Hace casi treinta años, cuando leí por primera vez esta afirmación, en mi inicio en el mundo autoral, creí que su sentido, aplicación y alcance era de fácil reconocimiento. Bastaba, pensé, bajo una sencilla interpretación, verificar la existencia o no de los requisitos necesarios para considerar que una manifestación del intelecto humano debía considerarse obra. Al profundizar más en el asunto de la originalidad, fui percatándome que, pese a existir una doctrina mayoritariamente aceptada que rige los principios básicos para calificar lo que debe considerarse como original, las situaciones y hechos que se presentaban hacían muy ricas y animosas las discusiones, académicas o no, sobre la originalidad y la fuerza expresiva como vehículo que pone la obra a disposición y conocimiento del entorno, considerado como todo aquello externo distinto al fuero del autor.

 

Indudablemente que hay infinidad de obras en que la originalidad, cohesionada  con su forma de expresión, aflora de manara inmediata sin necesidad alguna de constatar,  si la misma le otorga individualidad a la manifestación del intelecto. Es esa individualidad,  que reside en la composición o contenido, o bien en la expresión o forma,  la que le permite diferenciarse de cualquier otra del mismo género, otorgándole el “sello personal”1 o impronta del autor. La originalidad debe tener una relevancia mínima suficientemente significativa, que permita concedérsele protección a su autor a través de la propiedad intelectual.

 

El interés del asunto radica en que no toda manifestación del intelecto debe ser considerada obra, existiendo universales limitaciones normativas, como las señaladas el artículo 9,2 del ADPIC y el artículo 2 del TODA/WCT, las que enfatizan que la protección del derecho de autor abarca las expresiones, pero no las ideas, procedimientos, métodos de operación o conceptos matemáticos en sí. Por ello es que “... la originalidad se ha de predicar no sobre la idea plasmada, sino sobre la forma de expresión ...” 2. Resulta tan contundente esta afirmación que  basta se abandonó, por parte de la jurisprudencia estadounidense, la consideración como “obra” de todo aquello que sea el simple resultado del “sudor de la frente”, es decir, fruto de la “habilidad trabajo” y no de la “habilidad creativa”. 

 

En no pocas ocasiones se tiende a confundir el aporte técnico que un profesional hace, por ejemplo al elaborar un plano, con la existencia allí de una obra del ingenio susceptible de ser protegida legalmente.

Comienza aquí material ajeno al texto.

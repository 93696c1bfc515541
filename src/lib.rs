// Copyright (c) 2016-2020 Fabian Schuiki

//! A `#`-directive preprocessor for a column-sensitive scientific language.
//!
//! The input mixes native source statements with directive lines such as
//! `#define`, `#if`, and `#include`. This crate interprets the directives,
//! expands macros (object-like, function-like, and variadic, with `#`
//! stringizing and `##` pasting), and emits preprocessed text whose line
//! numbering matches the input: directive lines and suppressed conditional
//! branches come out as blank lines.
//!
//! The usual entry point is [`preprocess`] or [`preprocess_buffer`]; the
//! [`Preprocessor`] type gives finer control and access to the accumulated
//! [`Diagnostic`]s.

pub mod builtins;
pub mod cond;
pub mod config;
pub mod diag;
pub mod eval;
pub mod expand;
pub mod include;
pub mod preproc;
pub mod source;
pub mod table;
pub mod token;

pub use crate::config::Config;
pub use crate::diag::{Diagnostic, Error, Severity};
pub use crate::preproc::Preprocessor;

use std::io::Write;
use std::path::Path;

/// Preprocess a file on disk, writing the result to `output`. Returns the
/// diagnostics accumulated along the way.
pub fn preprocess(
    input: &Path,
    output: &mut dyn Write,
    config: Config,
) -> Result<Vec<Diagnostic>, Error> {
    let mut pp = Preprocessor::from_file(input, config)?;
    pp.run(output)?;
    Ok(pp.diagnostics().to_vec())
}

/// Preprocess an in-memory buffer presented under `name`, writing the
/// result to `output`.
pub fn preprocess_buffer(
    name: &str,
    text: &str,
    output: &mut dyn Write,
    config: Config,
) -> Result<Vec<Diagnostic>, Error> {
    let mut pp = Preprocessor::from_buffer(name, text, config)?;
    pp.run(output)?;
    Ok(pp.diagnostics().to_vec())
}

Esta apreciación es incorrecta, pues “Los planos son elaborados utilizando un método estándar que permita que cualquier persona con los conocimientos técnicos necesarios pueda sin problemas entender la información plasmada en ellos. La función de medio informativo que cumple este tipo de planos, conduce generalmente a que su creador tenga que limitarse a utilizar técnicas, elementos y símbolos gráficos que puedan ser entendidos sin posibilidad de duda…”3. Distinto es que se refiera a un plano arquitectónico que contenga, además de las precisiones técnicas, la forma de visualizar una estructura contentivo de elementos expresivos estéticos, sin importar su mérito, pero que pueda ser tenida como distinta a una del mismo género.

 

No es obra, por tanto, aun cuando represente un esfuerzo intelectual calificado que en no pocas ocasiones salva obstáculos procedimentales, la elaboración, llenado o presentación de recaudos, materializado a través de un Informe técnico o similar. Poco importa si su ejecutoria es en cumplimiento de requisitos, los cuales pudieren incluso estar normalizados mediantes formas o formularios. que deben ser llenados, completados o presentados, con la finalidad de cumplir válidamente un trámite que potencialmente genere un acto administrativo, para el otorgamiento o no, de una licencia, autorización, concesión u otra manifestación del  Poder Público. Lo que resulta relevante es determinar si es original y tiene una fuerza expresiva que lo diferencie.

 

Tampoco son obras, los recetarios de comida, pues ““realmente que «mandar freir», cocer, asar, condimentar esto o aquello,  no puede ser propiedad de nadie. Mas aconsejar a que se fría tal y cual cantidad, mandar a que se cocine durante cierto lapso de tiempo, recomendar que se ase así o asao, decir que se condimente de éste o de aquel modo, no constituye ingenio…” 4. Similar análisis aplica, por ejemplo, para “…un libro sobre perspectiva, no importa cuántos dibujos o ilustraciones pueda contener, no da derecho exclusivo a los modos de dibujar descritos, aunque pudiera ser que nunca antes hayan sido conocidos o usados” 5 . Y es que no existe un mecanismo de protección basado en un derecho de exclusiva, que impida que los resultados de un esfuerzo intelectual no constitutivo de una obra, puedan ser aprovechados sin ninguna contraprestación por terceras personas.

 

Podemos concluir afirmando que: “A cualquier definición que se recurra sobre la obra intelectual, se encontrará como constante que ella está referida de una u otra forma a una creación de la inteligencia, con notas de originalidad y significación personal”. 6. En ausencia de tales notas, el Derecho de Autor no puede brindar protección legal.

 

 

1. Corte Constitucional. CERLALC/Datalex. Bogotá, Colombia. 20-6-1996. 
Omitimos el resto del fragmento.